How well a cancer cell can change shape and shift travel modes plays a huge role in a cancer patient’s prognosis, Sun explains.

“Many cancer therapies that target a particular way a cell moves can fail to stop tumor metastasis in large part because cells switch to another available migration program,” he said.

Sun and collaborators in the OSU colleges of Science and Engineering used a type of artificial intelligence known as computer vision to track a cell’s migration program based on its shape; computer vision derives information from digital photos, video and other visual inputs.

For this study, the scientists looked at cells from MDA-MB-23, a line of highly invasive breast cancer cells that’s commonly used in medical research. Sun likens the cell shape analysis to determining whether a swimmer is doing the backstroke, breaststroke or butterfly based on the position swimmers put their body in and the movements they execute.

“Cell shape is determined by cell function, and loss of characteristic shape is associated with functional abnormality,” Sun said. “That’s why shape characterization has been an important tool for diagnosis in cancer as well as in other conditions such as red blood cell disease or neurological disorders.”

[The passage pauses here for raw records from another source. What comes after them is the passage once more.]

mod common;

use axum::http::{Method, StatusCode};
use common::{body_json, create_and_start, file_backed_app, send_empty_request, send_json_request};
use serde_json::json;
use tempfile::TempDir;

#[tokio::test]
async fn full_campaign_flow_over_http() {
    let tmp = TempDir::new().unwrap();
    let app = file_backed_app(&tmp);
    let id = create_and_start(&app, 2, 1000).await;

    let resp = send_empty_request(&app, Method::GET, &format!("/ab-tests/{id}")).await;
    let json = body_json(resp).await;
    assert_eq!(json["data"]["allocation"]["buckets"], json!([500, 500]));

    let resp = send_json_request(
        &app,
        Method::POST,
        &format!("/ab-tests/{id}/events"),
        json!({"events": [
            {"variantIndex": 0, "kind": "sent", "count": 500},
            {"variantIndex": 0, "kind": "delivered", "count": 490},
            {"variantIndex": 0, "kind": "opened", "count": 200},
            {"variantIndex": 1, "kind": "sent", "count": 500},
            {"variantIndex": 1, "kind": "delivered", "count": 480},
            {"variantIndex": 1, "kind": "opened", "count": 150}
        ]}),
    )
    .await;
    assert_eq!(resp.status(), StatusCode::ACCEPTED);

    let resp = send_empty_request(&app, Method::GET, &format!("/ab-tests/{id}/results")).await;
    let results = body_json(resp).await;
    let comparison = &results["data"]["comparisons"][0];
    assert!((comparison["chiSquare"].as_f64().unwrap() - 9.21).abs() < 0.01);
    assert!((comparison["pValue"].as_f64().unwrap() - 0.0024).abs() < 0.0001);
    assert_eq!(comparison["significant"], true);
    assert_eq!(results["data"]["suggestion"]["variantIndex"], 0);
    assert_eq!(results["data"]["suggestion"]["thresholdMet"], true);

    let resp = send_json_request(
        &app,
        Method::POST,
        &format!("/ab-tests/{id}/winner"),
        json!({"variantIndex": 0, "metric": "openRate"}),
    )
    .await;
    assert_eq!(resp.status(), StatusCode::OK);
    let winner = body_json(resp).await;
    let improvement = winner["data"]["improvementPercent"].as_f64().unwrap();
    let expected = (200.0 / 490.0 - 150.0 / 480.0) / (150.0 / 480.0) * 100.0;
    assert!((improvement - expected).abs() < 1e-9);
    assert!(winner["data"]["confidence"].as_f64().unwrap() > 99.0);

    let resp =
        send_empty_request(&app, Method::POST, &format!("/ab-tests/{id}/winner/apply")).await;
    assert_eq!(resp.status(), StatusCode::OK);
    assert_eq!(body_json(resp).await["data"]["variantName"], "Variant A");

    let resp = send_empty_request(&app, Method::GET, &format!("/ab-tests/{id}")).await;
    let json = body_json(resp).await;
    assert_eq!(json["data"]["status"], "completed");
    assert_eq!(json["data"]["winner"]["variantIndex"], 0);
    assert_eq!(json["data"]["winnerApplied"], true);
}

#[tokio::test]
async fn pause_drops_events_end_to_end() {
    let tmp = TempDir::new().unwrap();
    let app = file_backed_app(&tmp);
    let id = create_and_start(&app, 2, 1000).await;
    let events_uri = format!("/ab-tests/{id}/events");

    let resp = send_json_request(
        &app,
        Method::POST,
        &events_uri,
        json!({"variantIndex": 0, "kind": "opened", "count": 100}),
    )
    .await;
    assert_eq!(body_json(resp).await["data"]["accepted"], true);

    send_empty_request(&app, Method::POST, &format!("/ab-tests/{id}/pause")).await;

    let resp = send_json_request(
        &app,
        Method::POST,
        &events_uri,
        json!({"variantIndex": 0, "kind": "opened", "count": 50}),
    )
    .await;
    assert_eq!(resp.status(), StatusCode::ACCEPTED);
    assert_eq!(body_json(resp).await["data"]["accepted"], false);

    let resp = send_empty_request(&app, Method::GET, &format!("/ab-tests/{id}/results")).await;
    let json = body_json(resp).await;
    assert_eq!(json["data"]["variants"][0]["opened"], 100);
    assert_eq!(json["data"]["status"], "paused");

    let resp = send_empty_request(&app, Method::POST, &format!("/ab-tests/{id}/resume")).await;
    assert_eq!(resp.status(), StatusCode::OK);

    // nothing recorded while paused shows up after resuming
    let resp = send_empty_request(&app, Method::GET, &format!("/ab-tests/{id}/results")).await;
    let json = body_json(resp).await;
    assert_eq!(json["data"]["status"], "running");
    assert_eq!(json["data"]["variants"][0]["opened"], 100);
}

#[tokio::test]
async fn completed_experiment_rejects_every_transition() {
    let tmp = TempDir::new().unwrap();
    let app = file_backed_app(&tmp);
    let id = create_and_start(&app, 3, 999).await;

    let resp = send_json_request(
        &app,
        Method::POST,
        &format!("/ab-tests/{id}/winner"),
        json!({"variantIndex": 2}),
    )
    .await;
    assert_eq!(resp.status(), StatusCode::OK);

    for action in ["start", "pause", "resume"] {
        let resp =
            send_empty_request(&app, Method::POST, &format!("/ab-tests/{id}/{action}")).await;
        assert_eq!(resp.status(), StatusCode::CONFLICT, "{action}");
        assert_eq!(body_json(resp).await["error"]["code"], "invalid_transition");
    }

    let resp = send_json_request(
        &app,
        Method::POST,
        &format!("/ab-tests/{id}/events"),
        json!({"variantIndex": 1, "kind": "clicked"}),
    )
    .await;
    assert_eq!(body_json(resp).await["data"]["accepted"], false);

    let resp = send_empty_request(&app, Method::DELETE, &format!("/ab-tests/{id}")).await;
    assert_eq!(resp.status(), StatusCode::CONFLICT);
}

#[tokio::test]
async fn experiments_survive_restart() {
    let tmp = TempDir::new().unwrap();
    let id = {
        let app = file_backed_app(&tmp);
        let id = create_and_start(&app, 2, 10).await;
        send_json_request(
            &app,
            Method::POST,
            &format!("/ab-tests/{id}/events"),
            json!({"variantIndex": 1, "kind": "sent", "count": 5}),
        )
        .await;
        id
    };

    let app = file_backed_app(&tmp);
    let resp = send_empty_request(&app, Method::GET, &format!("/ab-tests/{id}")).await;
    assert_eq!(resp.status(), StatusCode::OK);
    let json = body_json(resp).await;
    assert_eq!(json["data"]["status"], "running");
    assert_eq!(json["data"]["variants"][1]["sent"], 5);
    assert_eq!(json["data"]["revision"], 2);
}

#[tokio::test]
async fn allocation_remainder_goes_to_lowest_indices() {
    let tmp = TempDir::new().unwrap();
    let app = file_backed_app(&tmp);
    let resp = send_json_request(
        &app,
        Method::POST,
        "/ab-tests",
        json!({
            "campaignId": "c",
            "name": "tiny",
            "testType": "comprehensive",
            "variants": [{"name": "A"}, {"name": "B"}, {"name": "C"}],
            "totalAudience": 10
        }),
    )
    .await;
    let id = body_json(resp).await["data"]["id"]
        .as_str()
        .unwrap()
        .to_string();
    let resp = send_empty_request(&app, Method::POST, &format!("/ab-tests/{id}/start")).await;
    let json = body_json(resp).await;
    assert_eq!(json["data"]["allocation"]["buckets"], json!([4, 3, 3]));
}

#[tokio::test]
async fn audience_smaller_than_variant_count_cannot_start() {
    let tmp = TempDir::new().unwrap();
    let app = file_backed_app(&tmp);
    let resp = send_json_request(
        &app,
        Method::POST,
        "/ab-tests",
        common::subject_test_body(4, 3),
    )
    .await;
    let id = body_json(resp).await["data"]["id"]
        .as_str()
        .unwrap()
        .to_string();
    let resp = send_empty_request(&app, Method::POST, &format!("/ab-tests/{id}/start")).await;
    assert_eq!(resp.status(), StatusCode::BAD_REQUEST);
    assert_eq!(body_json(resp).await["error"]["code"], "audience_too_small");

    let resp = send_empty_request(&app, Method::GET, &format!("/ab-tests/{id}")).await;
    assert_eq!(body_json(resp).await["data"]["status"], "draft");
}
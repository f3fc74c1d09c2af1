//! Event folding and derived rates.
//!
//! Counters are only ever added to, so any set of events yields the same
//! totals regardless of arrival order or batching. Rates are derived on read.

use serde::{Deserialize, Serialize};

use super::config::{EventKind, Experiment, FunnelCounters, Metric, Variant};
use crate::error::{ExperimentError, Result};

/// One delivery or engagement observation for a variant.
#[derive(Serialize, Deserialize, Clone, Copy, Debug, PartialEq, Eq)]
#[serde(rename_all = "camelCase")]
pub struct VariantEvent {
    pub variant_index: usize,
    pub kind: EventKind,
    #[serde(default = "default_count")]
    pub count: u64,
}

fn default_count() -> u64 {
    1
}

/// Ingest acknowledgement. `accepted` is false when the experiment was not
/// running and the events were dropped.
#[derive(Serialize, Deserialize, Clone, Copy, Debug, PartialEq, Eq)]
#[serde(rename_all = "camelCase")]
pub struct EventAck {
    pub accepted: bool,
    pub events: usize,
}

/// Checks a batch against the experiment before anything is applied.
pub fn validate_events(experiment: &Experiment, events: &[VariantEvent]) -> Result<()> {
    if events.is_empty() {
        return Err(ExperimentError::Validation(
            "at least one event is required".to_string(),
        ));
    }
    for event in events {
        if event.count == 0 {
            return Err(ExperimentError::Validation(
                "event count must be positive".to_string(),
            ));
        }
        experiment.variant(event.variant_index)?;
    }
    Ok(())
}

/// Adds every event to its variant's counters. Callers validate first.
pub fn apply_events(variants: &mut [Variant], events: &[VariantEvent]) {
    for event in events {
        if let Some(variant) = variants.get_mut(event.variant_index) {
            variant.counters.add(event.kind, event.count);
        }
    }
}

// ── Derived rates ───────────────────────────────────────────────────

fn safe_div(num: u64, den: u64) -> f64 {
    if den == 0 {
        0.0
    } else {
        num as f64 / den as f64
    }
}

/// Funnel rates as fractions in `[0, 1]` for consistent counters.
#[derive(Serialize, Clone, Copy, Debug, PartialEq, Default)]
#[serde(rename_all = "camelCase")]
pub struct VariantRates {
    pub delivery_rate: f64,
    pub open_rate: f64,
    pub click_rate: f64,
    pub click_to_open_rate: f64,
    pub conversion_rate: f64,
    pub bounce_rate: f64,
    pub unsubscribe_rate: f64,
    pub complaint_rate: f64,
}

impl VariantRates {
    pub fn from_counters(c: &FunnelCounters) -> Self {
        Self {
            delivery_rate: safe_div(c.delivered, c.sent),
            open_rate: safe_div(c.opened, c.delivered),
            click_rate: safe_div(c.clicked, c.delivered),
            click_to_open_rate: safe_div(c.clicked, c.opened),
            conversion_rate: safe_div(c.converted, c.delivered),
            bounce_rate: safe_div(c.bounced, c.sent),
            unsubscribe_rate: safe_div(c.unsubscribed, c.delivered),
            complaint_rate: safe_div(c.complained, c.delivered),
        }
    }

    pub fn get(&self, metric: Metric) -> f64 {
        match metric {
            Metric::OpenRate => self.open_rate,
            Metric::ClickRate => self.click_rate,
            Metric::ConversionRate => self.conversion_rate,
        }
    }
}

pub fn metric_rate(counters: &FunnelCounters, metric: Metric) -> f64 {
    safe_div(counters.get(metric.engaged_kind()), counters.delivered)
}

/// Funnel orderings that out-of-order webhooks can temporarily break.
pub fn funnel_warnings(c: &FunnelCounters) -> Vec<String> {
    let checks = [
        (c.delivered, "delivered", c.sent, "sent"),
        (c.bounced, "bounced", c.sent, "sent"),
        (c.opened, "opened", c.delivered, "delivered"),
        (c.clicked, "clicked", c.delivered, "delivered"),
        (c.converted, "converted", c.delivered, "delivered"),
    ];
    checks
        .iter()
        .filter(|(lhs, _, rhs, _)| lhs > rhs)
        .map(|(lhs, lhs_name, rhs, rhs_name)| {
            format!("{lhs_name} ({lhs}) exceeds {rhs_name} ({rhs})")
        })
        .collect()
}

The findings show that cancer cells change their migration modes far more often than had been previously thought, he says.

“While the constant switching we saw in the breast cancer cells we studied doesn’t necessarily maximize their speed in a particular type of tissue, it allows for the cells to invade heterogeneous tissue environments,” Sun said.

During metastasis, a migrating cancer cell has to make its way through extracellular matrix that has distinct and varying mechanical properties, the researchers note.

The extracellular matrix, or ECM, is the non-cellular part of tissues and organs. It acts as a scaffold and, thanks to its variety of biologically active molecules, performs a range of important biochemical and biomechanical jobs.

The machine learning and visualization techniques the scientists employed showed that a cell’s shape changes are regulated by the molecular control hub, Rho/ROCK-signaling, that a cell uses to sense its physical environment and generate the force required for motion.

Using a model representing two mechanically distinct layers of extracellular matrix, the scientists showed the cells gradually changed their shape and movement program as they approached and crossed the interface of the layers. That suggests these transitions are essential for cancer cell metastasis, which requires the navigation of non-uniform ECM.

“The way a cell’s form changes — its morphodynamics — is a crucial factor in determining its invasive potential and to our knowledge this has largely gone unstudied,” Sun said. “The morphodynamics of migrating cancer cells are shaping up to be a powerful tool for inspecting the internal state and microenvironment of the cells. Future research is needed to decode the morphodynamics into a rich and understandable body language of cells, and to affect morphodynamics as a means of controlling what the cells are doing.”

Collaborating with Sun were OSU colleagues Christopher Eddy, Helena Raposo, Aayushi Manchanda, Ryan Wong and Fuxin Li.

The Gordon and Betty Moore Foundation, the National Science Foundation, the Department of Defense and the National Institute of General Medical Sciences funded the study.